Bei ihren Besuchen in Israel und Libanon warnt Außenministerin Baerbock vor einem "Flächenbrand" - und versucht, jeweils einen Funken Verständnis für die andere Seite zu wecken.

Von Paul-Anton Krüger, Tel Aviv/Beirut

Krisendiplomatie im Nahen Osten erzwingt manchmal Umwege. So ist es auch bei Bundesaußenministerin Annalena Baerbock. Sie besucht vier Länder in weniger als 48 Stunden, zum zweiten Mal binnen einer Woche ist sie in die Region gereist. Am Freitagmorgen trifft sie in Tel Aviv ein, wo sie noch am Flughafen mit Israels Außenminister Eli Cohen zusammenkommt. Doch damit sie zu ihrem nächsten Stopp nach Beirut gelangen kann, muss der graue Luftwaffen-Airbus A321 weit aufs Mittelmeer hinausfliegen, bis kurz vor Zypern die griechische Luftraumkontrolle Flug GAF 711 übernimmt und die Maschine wieder Richtung Küste abdreht. Legal kann sie nicht von Israel direkt in den Luftraum des Nachbarlandes Libanon einfliegen.

Im Grenzgebiet hätte Baerbock vielleicht noch den Truppenaufmarsch erahnen können; auch im Norden muss Israel mit einem Angriff rechnen. Die Spannungen mit der von den iranischen Revolutionsgarden gesteuerten schiitischen Hisbollah-Miliz hatten am Vortag einen Höhepunkt erreicht. 30 Raketen und drei Panzerabwehrraketen feuerte sie aus dem Südlibanon auf israelisches Gebiet. Es ist einer der Gründe, warum Baerbock nach Beirut reist: Sie warnt hier, wie auch an den anderen Stationen, vor einer Eskalation des Krieges, der die ganze Region "in einen Flächenbrand verwandeln" könne.

In Tel Aviv redet sie öffentlich dem Regime in Teheran ins Gewissen

In der libanesischen Hauptstadt trifft sie Außenminister Abdallah Bou Habib und Premier Najib Mikati, die beide seit Juni 2022 nur geschäftsführend im Amt sind, und den Oberbefehlshaber der Streitkräfte, Joseph Aoun. Sie kann nur warnen und hoffen, dass die Botschaften Hisbollah-Führer Hassan Nasrallah erreichen. Mindestens beim Armeechef kann man davon ausgehen.

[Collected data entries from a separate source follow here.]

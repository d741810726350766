use crate::cli::core::{CliMode, CommandError, CommandResult, ShellContext};
use crate::cli::forms;
use crate::cli::output;
use crate::ledger::{TransactionDraft, TransactionKind};
use crate::view::format_currency;

use super::CommandDefinition;

const ADD_USAGE: &str = "add [income|expense <category> <amount> [date] [description…]]";
const DELETE_USAGE: &str = "delete <number>";

pub(crate) fn definitions() -> Vec<CommandDefinition> {
    vec![
        CommandDefinition::new(
            "add",
            "Record an income or expense transaction",
            ADD_USAGE,
            handle_add,
        ),
        CommandDefinition::new(
            "delete",
            "Delete a transaction by its list number",
            DELETE_USAGE,
            handle_delete,
        ),
    ]
}

fn handle_add(context: &mut ShellContext, args: &[&str]) -> CommandResult {
    let draft = if args.is_empty() {
        if context.mode() == CliMode::Script {
            return Err(CommandError::Usage(ADD_USAGE));
        }
        match forms::transaction_wizard(context.theme())? {
            Some(draft) => draft,
            None => {
                output::info("Add cancelled.");
                return Ok(());
            }
        }
    } else {
        draft_from_args(args)?
    };

    let transaction = draft.validate()?;
    let feedback = format!(
        "Recorded {} of {} in {}.",
        transaction.kind.as_str(),
        format_currency(context.currency_symbol(), transaction.amount),
        transaction.category
    );
    context.store_mut().add(transaction)?;
    context.refresh_data_views();
    output::success(feedback);
    Ok(())
}

fn draft_from_args(args: &[&str]) -> Result<TransactionDraft, CommandError> {
    let [kind, category, amount, rest @ ..] = args else {
        return Err(CommandError::Usage(ADD_USAGE));
    };
    let kind = TransactionKind::parse(kind).ok_or_else(|| {
        CommandError::Invalid(format!(
            "`{kind}` is not a transaction type; use `income` or `expense`."
        ))
    })?;

    let mut draft = TransactionDraft::new(kind);
    draft.category = category.to_string();
    draft.amount = amount.to_string();

    // An optional date may sit between the amount and the description.
    let description_parts = match rest {
        [first, tail @ ..] if looks_like_date(first) => {
            draft.date = first.to_string();
            tail
        }
        _ => rest,
    };
    draft.description = description_parts.join(" ");
    Ok(draft)
}

fn looks_like_date(value: &str) -> bool {
    value.len() >= 8 && value.chars().take(4).all(|c| c.is_ascii_digit()) && value.contains('-')
}

fn handle_delete(context: &mut ShellContext, args: &[&str]) -> CommandResult {
    let [raw] = args else {
        return Err(CommandError::Usage(DELETE_USAGE));
    };
    let raw = raw.trim_start_matches('#');
    let number: usize = raw
        .parse()
        .ok()
        .filter(|number| *number > 0)
        .ok_or_else(|| CommandError::Invalid(format!("`{raw}` is not a list number.")))?;

    // A stale or out-of-range number is silently ignored.
    if let Some(removed) = context.store_mut().remove_at(number - 1)? {
        let feedback = format!(
            "Removed {} of {} in {}.",
            removed.kind.as_str(),
            format_currency(context.currency_symbol(), removed.amount),
            removed.category
        );
        context.refresh_data_views();
        output::success(feedback);
    }
    Ok(())
}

In Tel Aviv, nach einem Gespräch mit Benny Gantz, Mitglied im dreiköpfigen Kriegskabinett von Premier Benjamin Netanjahu und früher Verteidigungsminister, redete sie öffentlich dem Regime in Teheran ins Gewissen. "Hisbollah darf den Libanon nicht in diesen Konflikt hineinziehen", sagt sie. "Ich warne Iran, ich warne schiitische Milizen im Irak, ich warne Houthis in Jemen davor, zu zündeln und auf das Trittbrett des Terrors zu springen." Wieviel Eindruck sie und andere westliche Politiker mit derlei Botschaften machen, wird sich womöglich in den nächsten Tagen schon zeigen.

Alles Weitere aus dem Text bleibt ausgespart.